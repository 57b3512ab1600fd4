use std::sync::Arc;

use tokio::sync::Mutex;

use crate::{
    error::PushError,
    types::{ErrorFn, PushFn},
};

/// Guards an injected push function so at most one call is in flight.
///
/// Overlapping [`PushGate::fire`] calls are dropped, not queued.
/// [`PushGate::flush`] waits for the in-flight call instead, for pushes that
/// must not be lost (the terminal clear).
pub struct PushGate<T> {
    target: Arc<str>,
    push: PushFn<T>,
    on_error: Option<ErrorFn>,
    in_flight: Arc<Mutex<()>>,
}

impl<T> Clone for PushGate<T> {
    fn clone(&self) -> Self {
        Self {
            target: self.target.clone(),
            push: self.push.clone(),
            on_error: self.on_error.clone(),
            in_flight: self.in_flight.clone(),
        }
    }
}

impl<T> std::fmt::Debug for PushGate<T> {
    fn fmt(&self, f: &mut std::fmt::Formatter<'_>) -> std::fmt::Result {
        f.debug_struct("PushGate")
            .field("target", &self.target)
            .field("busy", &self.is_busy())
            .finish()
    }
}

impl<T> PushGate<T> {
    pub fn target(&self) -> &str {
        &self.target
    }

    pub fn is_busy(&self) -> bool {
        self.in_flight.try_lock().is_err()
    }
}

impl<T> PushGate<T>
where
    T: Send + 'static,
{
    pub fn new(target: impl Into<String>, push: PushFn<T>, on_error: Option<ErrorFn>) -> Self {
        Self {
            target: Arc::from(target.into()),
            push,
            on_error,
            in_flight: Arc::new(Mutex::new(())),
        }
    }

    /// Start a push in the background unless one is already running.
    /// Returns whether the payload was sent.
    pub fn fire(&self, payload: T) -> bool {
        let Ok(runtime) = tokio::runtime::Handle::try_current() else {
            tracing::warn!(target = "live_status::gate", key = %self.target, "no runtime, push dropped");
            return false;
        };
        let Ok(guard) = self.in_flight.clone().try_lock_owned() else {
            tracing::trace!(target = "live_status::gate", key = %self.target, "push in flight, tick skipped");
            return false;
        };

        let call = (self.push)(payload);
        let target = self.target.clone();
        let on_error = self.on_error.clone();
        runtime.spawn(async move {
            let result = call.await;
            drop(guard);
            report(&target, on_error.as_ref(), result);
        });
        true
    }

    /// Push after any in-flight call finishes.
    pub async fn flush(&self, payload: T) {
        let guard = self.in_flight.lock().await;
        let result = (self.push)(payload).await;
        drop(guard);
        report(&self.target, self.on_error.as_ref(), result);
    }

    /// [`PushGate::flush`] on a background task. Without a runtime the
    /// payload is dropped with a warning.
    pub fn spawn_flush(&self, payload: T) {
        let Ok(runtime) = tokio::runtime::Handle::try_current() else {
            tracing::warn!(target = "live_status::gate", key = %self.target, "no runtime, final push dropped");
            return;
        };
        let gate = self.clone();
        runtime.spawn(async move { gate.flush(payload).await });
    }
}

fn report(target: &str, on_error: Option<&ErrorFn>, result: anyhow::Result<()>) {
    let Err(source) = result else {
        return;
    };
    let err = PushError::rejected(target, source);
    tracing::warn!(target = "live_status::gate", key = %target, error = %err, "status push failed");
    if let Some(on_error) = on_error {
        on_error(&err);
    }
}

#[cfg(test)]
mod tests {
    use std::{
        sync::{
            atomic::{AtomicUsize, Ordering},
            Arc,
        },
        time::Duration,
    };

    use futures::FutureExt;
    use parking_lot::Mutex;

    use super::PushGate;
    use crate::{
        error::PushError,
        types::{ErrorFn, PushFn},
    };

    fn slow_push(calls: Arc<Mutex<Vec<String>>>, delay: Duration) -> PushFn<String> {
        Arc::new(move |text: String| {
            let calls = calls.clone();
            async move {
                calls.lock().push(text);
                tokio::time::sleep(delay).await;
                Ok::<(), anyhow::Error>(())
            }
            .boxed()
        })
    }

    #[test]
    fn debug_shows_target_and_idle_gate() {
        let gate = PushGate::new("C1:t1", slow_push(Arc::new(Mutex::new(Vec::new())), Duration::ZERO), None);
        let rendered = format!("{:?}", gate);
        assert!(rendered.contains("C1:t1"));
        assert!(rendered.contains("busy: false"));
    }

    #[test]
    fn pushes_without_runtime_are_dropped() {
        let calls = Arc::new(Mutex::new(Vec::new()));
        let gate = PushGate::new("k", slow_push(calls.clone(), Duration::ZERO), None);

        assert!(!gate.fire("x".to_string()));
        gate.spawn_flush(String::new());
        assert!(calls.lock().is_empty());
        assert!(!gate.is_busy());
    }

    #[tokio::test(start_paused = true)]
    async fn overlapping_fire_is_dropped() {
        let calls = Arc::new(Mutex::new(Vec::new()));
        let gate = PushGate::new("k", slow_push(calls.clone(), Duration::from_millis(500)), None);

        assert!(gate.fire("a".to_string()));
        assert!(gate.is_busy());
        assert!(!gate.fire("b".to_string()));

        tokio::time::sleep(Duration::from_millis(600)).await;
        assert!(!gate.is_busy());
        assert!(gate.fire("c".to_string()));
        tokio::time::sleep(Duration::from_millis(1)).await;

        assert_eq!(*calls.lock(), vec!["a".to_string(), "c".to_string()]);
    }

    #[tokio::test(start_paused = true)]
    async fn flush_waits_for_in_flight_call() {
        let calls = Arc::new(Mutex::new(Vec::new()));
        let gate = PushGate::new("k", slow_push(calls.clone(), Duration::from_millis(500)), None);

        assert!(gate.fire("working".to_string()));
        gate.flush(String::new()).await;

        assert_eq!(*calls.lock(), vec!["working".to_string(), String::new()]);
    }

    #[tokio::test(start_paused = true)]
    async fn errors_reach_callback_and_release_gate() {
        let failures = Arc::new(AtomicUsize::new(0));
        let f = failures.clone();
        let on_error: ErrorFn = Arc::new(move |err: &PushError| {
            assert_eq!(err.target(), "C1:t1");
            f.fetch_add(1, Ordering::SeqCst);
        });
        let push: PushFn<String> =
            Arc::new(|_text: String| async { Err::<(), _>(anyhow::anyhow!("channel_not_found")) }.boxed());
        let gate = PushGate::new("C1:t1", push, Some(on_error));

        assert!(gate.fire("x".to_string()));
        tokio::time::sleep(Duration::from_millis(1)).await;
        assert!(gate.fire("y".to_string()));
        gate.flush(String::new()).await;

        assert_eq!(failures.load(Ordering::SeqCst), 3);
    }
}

****************

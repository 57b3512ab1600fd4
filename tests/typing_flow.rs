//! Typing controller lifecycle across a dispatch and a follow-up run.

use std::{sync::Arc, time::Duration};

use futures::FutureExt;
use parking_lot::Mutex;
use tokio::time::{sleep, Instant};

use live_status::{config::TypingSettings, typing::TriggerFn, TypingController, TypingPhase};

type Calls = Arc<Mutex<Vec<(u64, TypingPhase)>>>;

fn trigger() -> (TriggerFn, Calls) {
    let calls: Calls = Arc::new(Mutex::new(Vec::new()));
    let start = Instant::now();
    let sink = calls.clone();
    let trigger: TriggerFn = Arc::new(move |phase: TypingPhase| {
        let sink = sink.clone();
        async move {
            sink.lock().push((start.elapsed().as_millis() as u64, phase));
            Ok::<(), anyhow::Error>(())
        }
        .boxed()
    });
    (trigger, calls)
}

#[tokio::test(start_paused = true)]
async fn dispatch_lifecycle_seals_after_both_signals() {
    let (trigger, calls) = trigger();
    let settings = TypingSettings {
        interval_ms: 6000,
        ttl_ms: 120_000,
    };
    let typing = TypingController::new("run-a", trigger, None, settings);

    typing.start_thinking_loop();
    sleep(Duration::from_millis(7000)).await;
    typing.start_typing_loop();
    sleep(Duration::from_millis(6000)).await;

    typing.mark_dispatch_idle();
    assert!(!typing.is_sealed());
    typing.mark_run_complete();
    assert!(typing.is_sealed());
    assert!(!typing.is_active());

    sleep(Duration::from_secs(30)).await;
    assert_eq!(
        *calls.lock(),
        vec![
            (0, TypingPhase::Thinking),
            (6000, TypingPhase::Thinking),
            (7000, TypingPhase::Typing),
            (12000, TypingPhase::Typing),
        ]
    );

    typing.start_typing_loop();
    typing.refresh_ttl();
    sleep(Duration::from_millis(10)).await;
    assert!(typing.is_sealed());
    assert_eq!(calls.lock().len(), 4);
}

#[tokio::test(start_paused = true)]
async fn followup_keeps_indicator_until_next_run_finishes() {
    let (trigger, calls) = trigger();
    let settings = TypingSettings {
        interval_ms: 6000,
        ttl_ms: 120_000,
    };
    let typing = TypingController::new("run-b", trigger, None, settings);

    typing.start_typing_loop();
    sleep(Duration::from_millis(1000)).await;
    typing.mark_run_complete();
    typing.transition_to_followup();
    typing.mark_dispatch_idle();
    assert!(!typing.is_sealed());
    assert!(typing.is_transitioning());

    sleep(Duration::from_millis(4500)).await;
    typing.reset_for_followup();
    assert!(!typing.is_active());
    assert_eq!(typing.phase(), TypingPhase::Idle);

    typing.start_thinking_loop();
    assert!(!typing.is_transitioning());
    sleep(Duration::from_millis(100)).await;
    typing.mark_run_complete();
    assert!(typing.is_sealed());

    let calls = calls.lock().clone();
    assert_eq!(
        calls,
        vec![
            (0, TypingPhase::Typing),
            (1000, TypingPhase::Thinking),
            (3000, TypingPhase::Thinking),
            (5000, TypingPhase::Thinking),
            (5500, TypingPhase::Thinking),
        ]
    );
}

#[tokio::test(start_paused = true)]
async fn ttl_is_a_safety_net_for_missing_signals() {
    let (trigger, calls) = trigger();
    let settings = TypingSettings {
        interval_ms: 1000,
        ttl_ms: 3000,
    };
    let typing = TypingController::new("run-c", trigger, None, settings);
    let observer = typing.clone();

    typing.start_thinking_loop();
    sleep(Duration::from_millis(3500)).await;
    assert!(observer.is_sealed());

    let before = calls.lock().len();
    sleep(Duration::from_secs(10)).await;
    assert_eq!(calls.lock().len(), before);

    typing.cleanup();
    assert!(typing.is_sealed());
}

****************

WORK TASK: Based on the records above, how many lines hold the string "else"? Answer with the number by itself.

RESPONSE FOR THIS EXERCISE: 4